**Task details:**
Every line of the data is to be transcribed without error.

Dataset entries

<<<<

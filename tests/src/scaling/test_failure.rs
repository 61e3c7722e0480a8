use std::time::Duration;

use connection::memory::Fault;
use scaling::job::JobState;
use scaling::JobManager;

use crate::scaling::fixture::Shards;

async fn wait_terminal(manager: &JobManager, job_id: u64) -> JobState {
    for _ in 0..500 {
        let state = manager.state(job_id).unwrap();
        if state.is_terminal() {
            return state;
        }
        tokio::time::sleep(Duration::from_millis(10)).await;
    }
    manager.state(job_id).unwrap()
}

/// 目标端写入失败使作业进入 FAILED，其它任务随之停止
#[tokio::test(flavor = "multi_thread", worker_threads = 4)]
async fn test_write_fault_fails_job() {
    let shards = Shards::prepare("e2e_wfault", 20, true);
    shards.target.inject_fault("t_order", Fault::Write).unwrap();
    let manager = JobManager::default();

    let job_id = manager.start_new(shards.config()).unwrap();
    assert_eq!(wait_terminal(&manager, job_id).await, JobState::Failed);

    let progress = manager.progress(job_id).unwrap();
    assert!(progress.failure.unwrap().contains("injected write fault"));

    // 所有任务都已退出
    let mut exited = false;
    for _ in 0..200 {
        let tasks = manager.progress(job_id).unwrap().tasks;
        if tasks.iter().all(|t| t.status == "FAILED" || t.status == "STOPPED") {
            exited = true;
            break;
        }
        tokio::time::sleep(Duration::from_millis(10)).await;
    }
    assert!(exited);

    // 已失败的作业 stop 是无副作用的成功
    manager.stop(job_id).await.unwrap();
    assert_eq!(manager.state(job_id).unwrap(), JobState::Failed);

    // 排除故障后续传
    shards.target.clear_fault("t_order").unwrap();
    let resumed = manager.resume(job_id).unwrap();
    assert!(shards.wait_target_rows(40).await);
    manager.stop(resumed).await.unwrap();
    assert_eq!(manager.state(resumed).unwrap(), JobState::Stopped);
}

#[tokio::test(flavor = "multi_thread", worker_threads = 4)]
async fn test_read_fault_fails_job() {
    let shards = Shards::prepare("e2e_rfault", 20, false);
    shards.sources[1].inject_fault("t_order", Fault::Read).unwrap();
    let manager = JobManager::default();

    let job_id = manager.start_new(shards.config()).unwrap();
    assert_eq!(wait_terminal(&manager, job_id).await, JobState::Failed);
    let failure = manager.get(job_id).unwrap().failure().unwrap();
    assert!(failure.contains("ds_1.t_order"));
    assert!(failure.contains("source read error"));
}

#[tokio::test]
async fn test_bad_configuration_not_registered() {
    let shards = Shards::prepare("e2e_badcfg", 1, false);
    let mut config = shards.config();
    config.rule_configuration.sharding_rule.tables.clear();
    let manager = JobManager::default();

    assert!(manager.start_new(config).is_err());
    assert!(manager.list().is_empty());
    assert!(manager.progress(1).is_err());
}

>>>>

**Response below:**
filename tests/src/scaling/test_failure.rs
repository 61e3c7722e0480a8
use std::time::Duration;

use connection::memory::Fault;
use scaling::job::JobState;
use scaling::JobManager;

use crate::scaling::fixture::Shards;

async fn wait_terminal(manager: &JobManager, job_id: u64) -> JobState {
    for _ in 0..500 {
        let state = manager.state(job_id).unwrap();
        if state.is_terminal() {
            return state;
        }
        tokio::time::sleep(Duration::from_millis(10)).await;
    }
    manager.state(job_id).unwrap()
}

/// 目标端写入失败使作业进入 FAILED，其它任务随之停止
#[tokio::test(flavor = "multi_thread", worker_threads = 4)]
async fn test_write_fault_fails_job() {
    let shards = Shards::prepare("e2e_wfault", 20, true);
    shards.target.inject_fault("t_order", Fault::Write).unwrap();
    let manager = JobManager::default();

    let job_id = manager.start_new(shards.config()).unwrap();
    assert_eq!(wait_terminal(&manager, job_id).await, JobState::Failed);

    let progress = manager.progress(job_id).unwrap();
    assert!(progress.failure.unwrap().contains("injected write fault"));

    // 所有任务都已退出
    let mut exited = false;
    for _ in 0..200 {
        let tasks = manager.progress(job_id).unwrap().tasks;
        if tasks.iter().all(|t| t.status == "FAILED" || t.status == "STOPPED") {
            exited = true;
            break;
        }
        tokio::time::sleep(Duration::from_millis(10)).await;
    }
    assert!(exited);

    // 已失败的作业 stop 是无副作用的成功
    manager.stop(job_id).await.unwrap();
    assert_eq!(manager.state(job_id).unwrap(), JobState::Failed);

    // 排除故障后续传
    shards.target.clear_fault("t_order").unwrap();
    let resumed = manager.resume(job_id).unwrap();
    assert!(shards.wait_target_rows(40).await);
    manager.stop(resumed).await.unwrap();
    assert_eq!(manager.state(resumed).unwrap(), JobState::Stopped);
}

#[tokio::test(flavor = "multi_thread", worker_threads = 4)]
async fn test_read_fault_fails_job() {
    let shards = Shards::prepare("e2e_rfault", 20, false);
    shards.sources[1].inject_fault("t_order", Fault::Read).unwrap();
    let manager = JobManager::default();

    let job_id = manager.start_new(shards.config()).unwrap();
    assert_eq!(wait_terminal(&manager, job_id).await, JobState::Failed);
    let failure = manager.get(job_id).unwrap().failure().unwrap();
    assert!(failure.contains("ds_1.t_order"));
    assert!(failure.contains("source read error"));
}

#[tokio::test]
async fn test_bad_configuration_not_registered() {
    let shards = Shards::prepare("e2e_badcfg", 1, false);
    let mut config = shards.config();
    config.rule_configuration.sharding_rule.tables.clear();
    let manager = JobManager::default();

    assert!(manager.start_new(config).is_err());
    assert!(manager.list().is_empty());
    assert!(manager.progress(1).is_err());
}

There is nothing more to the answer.